[WORK REQUEST]:
Counting every line in the records below that holds "filename", give the total and add nothing.

[MATERIALS PROVIDED]:
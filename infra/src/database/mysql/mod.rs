//! MySQL implementations of the core collaborator traits.

pub mod audit_repository;
pub mod identity_manager;
pub mod reaper_query;
pub mod token_store;


pub use audit_repository::MySqlAuditLogRepository;
pub use identity_manager::{MySqlIdentityManager, OwnerStatus};
pub use reaper_query::{KeysetPage, MySqlReaperQuery};
pub use token_store::{MySqlTokenStore, TokenRecord};
//! OAuth2 and core token error enums bridged by [`DomainError`](super::DomainError)

use cts_shared::{error_codes, OAuth2ErrorResponse};
use thiserror::Error;

/// Errors in the OAuth2 token-endpoint vocabulary
///
/// Every variant carries a human-readable description which is returned to
/// the caller verbatim as `error_description`.
#[derive(Error, Debug, Clone, PartialEq, Eq)]
pub enum OAuth2Error {
    #[error("invalid_request: {description}")]
    InvalidRequest { description: String },

    #[error("invalid_client: {description}")]
    InvalidClient { description: String },

    #[error("invalid_grant: {description}")]
    InvalidGrant { description: String },

    #[error("unauthorized_client: {description}")]
    UnauthorizedClient { description: String },

    #[error("unsupported_grant_type: {description}")]
    UnsupportedGrantType { description: String },

    #[error("invalid_scope: {description}")]
    InvalidScope { description: String },

    #[error("server_error: {description}")]
    Server { description: String },
}

impl OAuth2Error {
    pub fn invalid_request(description: impl Into<String>) -> Self {
        Self::InvalidRequest {
            description: description.into(),
        }
    }

    pub fn invalid_client(description: impl Into<String>) -> Self {
        Self::InvalidClient {
            description: description.into(),
        }
    }

    pub fn invalid_grant(description: impl Into<String>) -> Self {
        Self::InvalidGrant {
            description: description.into(),
        }
    }

    pub fn unauthorized_client(description: impl Into<String>) -> Self {
        Self::UnauthorizedClient {
            description: description.into(),
        }
    }

    pub fn unsupported_grant_type(description: impl Into<String>) -> Self {
        Self::UnsupportedGrantType {
            description: description.into(),
        }
    }

    pub fn invalid_scope(description: impl Into<String>) -> Self {
        Self::InvalidScope {
            description: description.into(),
        }
    }

    pub fn server(description: impl Into<String>) -> Self {
        Self::Server {
            description: description.into(),
        }
    }

    /// RFC 6749 `error` code
    pub fn error_code(&self) -> &'static str {
        match self {
            Self::InvalidRequest { .. } => error_codes::INVALID_REQUEST,
            Self::InvalidClient { .. } => error_codes::INVALID_CLIENT,
            Self::InvalidGrant { .. } => error_codes::INVALID_GRANT,
            Self::UnauthorizedClient { .. } => error_codes::UNAUTHORIZED_CLIENT,
            Self::UnsupportedGrantType { .. } => error_codes::UNSUPPORTED_GRANT_TYPE,
            Self::InvalidScope { .. } => error_codes::INVALID_SCOPE,
            Self::Server { .. } => error_codes::SERVER_ERROR,
        }
    }

    /// HTTP status the token endpoint answers with
    pub fn status_code(&self) -> u16 {
        match self {
            Self::InvalidClient { .. } => 401,
            Self::Server { .. } => 500,
            _ => 400,
        }
    }

    pub fn description(&self) -> &str {
        match self {
            Self::InvalidRequest { description }
            | Self::InvalidClient { description }
            | Self::InvalidGrant { description }
            | Self::UnauthorizedClient { description }
            | Self::UnsupportedGrantType { description }
            | Self::InvalidScope { description }
            | Self::Server { description } => description,
        }
    }

    pub fn to_response(&self) -> OAuth2ErrorResponse {
        OAuth2ErrorResponse::new(self.error_code(), self.description())
    }
}

/// Errors raised by the reaping machinery and the token store behind it
#[derive(Error, Debug, Clone, PartialEq, Eq)]
pub enum CoreTokenError {
    #[error("Reaper query failed: {message}")]
    Query { message: String },

    #[error("Reaper query cursor is closed")]
    CursorClosed,

    #[error("Token store unavailable: {message}")]
    StoreUnavailable { message: String },

    #[error("Deleting token {token_id} timed out after {timeout_ms} ms")]
    RecordTimeout { token_id: String, timeout_ms: u64 },

    #[error("A reap run is already in progress")]
    ReapInProgress,

    #[error("Unknown expiry process: {key}")]
    UnknownProcess { key: String },
}
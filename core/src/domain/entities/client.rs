//! OAuth2 client registration.

use serde::{Deserialize, Serialize};
use sha2::{Digest, Sha256};
use std::collections::BTreeSet;

/// A registered OAuth2 client
#[derive(Debug, Clone, PartialEq, Eq, Serialize, Deserialize)]
pub struct ClientRegistration {
    pub client_id: String,
    /// Hex-encoded SHA-256 of the client secret
    pub secret_hash: String,
    pub realm: String,
    /// Scopes the client may hold; empty means unrestricted
    pub allowed_scopes: BTreeSet<String>,
    pub default_scopes: BTreeSet<String>,
    pub redirect_uris: Vec<String>,
}

impl ClientRegistration {
    /// Register a client from its plaintext secret
    pub fn new(client_id: impl Into<String>, secret: &str, realm: impl Into<String>) -> Self {
        Self::with_secret_hash(client_id, Self::hash_secret(secret), realm)
    }

    /// Register a client from an already hashed secret
    pub fn with_secret_hash(
        client_id: impl Into<String>,
        secret_hash: impl Into<String>,
        realm: impl Into<String>,
    ) -> Self {
        Self {
            client_id: client_id.into(),
            secret_hash: secret_hash.into().to_lowercase(),
            realm: realm.into(),
            allowed_scopes: BTreeSet::new(),
            default_scopes: BTreeSet::new(),
            redirect_uris: Vec::new(),
        }
    }

    pub fn with_allowed_scopes<I, S>(mut self, scopes: I) -> Self
    where
        I: IntoIterator<Item = S>,
        S: Into<String>,
    {
        self.allowed_scopes = scopes.into_iter().map(Into::into).collect();
        self
    }

    pub fn hash_secret(secret: &str) -> String {
        let mut hasher = Sha256::new();
        hasher.update(secret.as_bytes());
        hex::encode(hasher.finalize())
    }

    /// Compare a presented secret against the stored hash in constant time
    pub fn verify_secret(&self, secret: &str) -> bool {
        let presented = Self::hash_secret(secret);
        constant_time_eq::constant_time_eq(presented.as_bytes(), self.secret_hash.as_bytes())
    }

    /// Whether every scope in `scope` is permitted for this client
    pub fn permits_scope(&self, scope: &BTreeSet<String>) -> bool {
        self.allowed_scopes.is_empty() || scope.is_subset(&self.allowed_scopes)
    }
}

[WRITTEN RESPONSE]:
2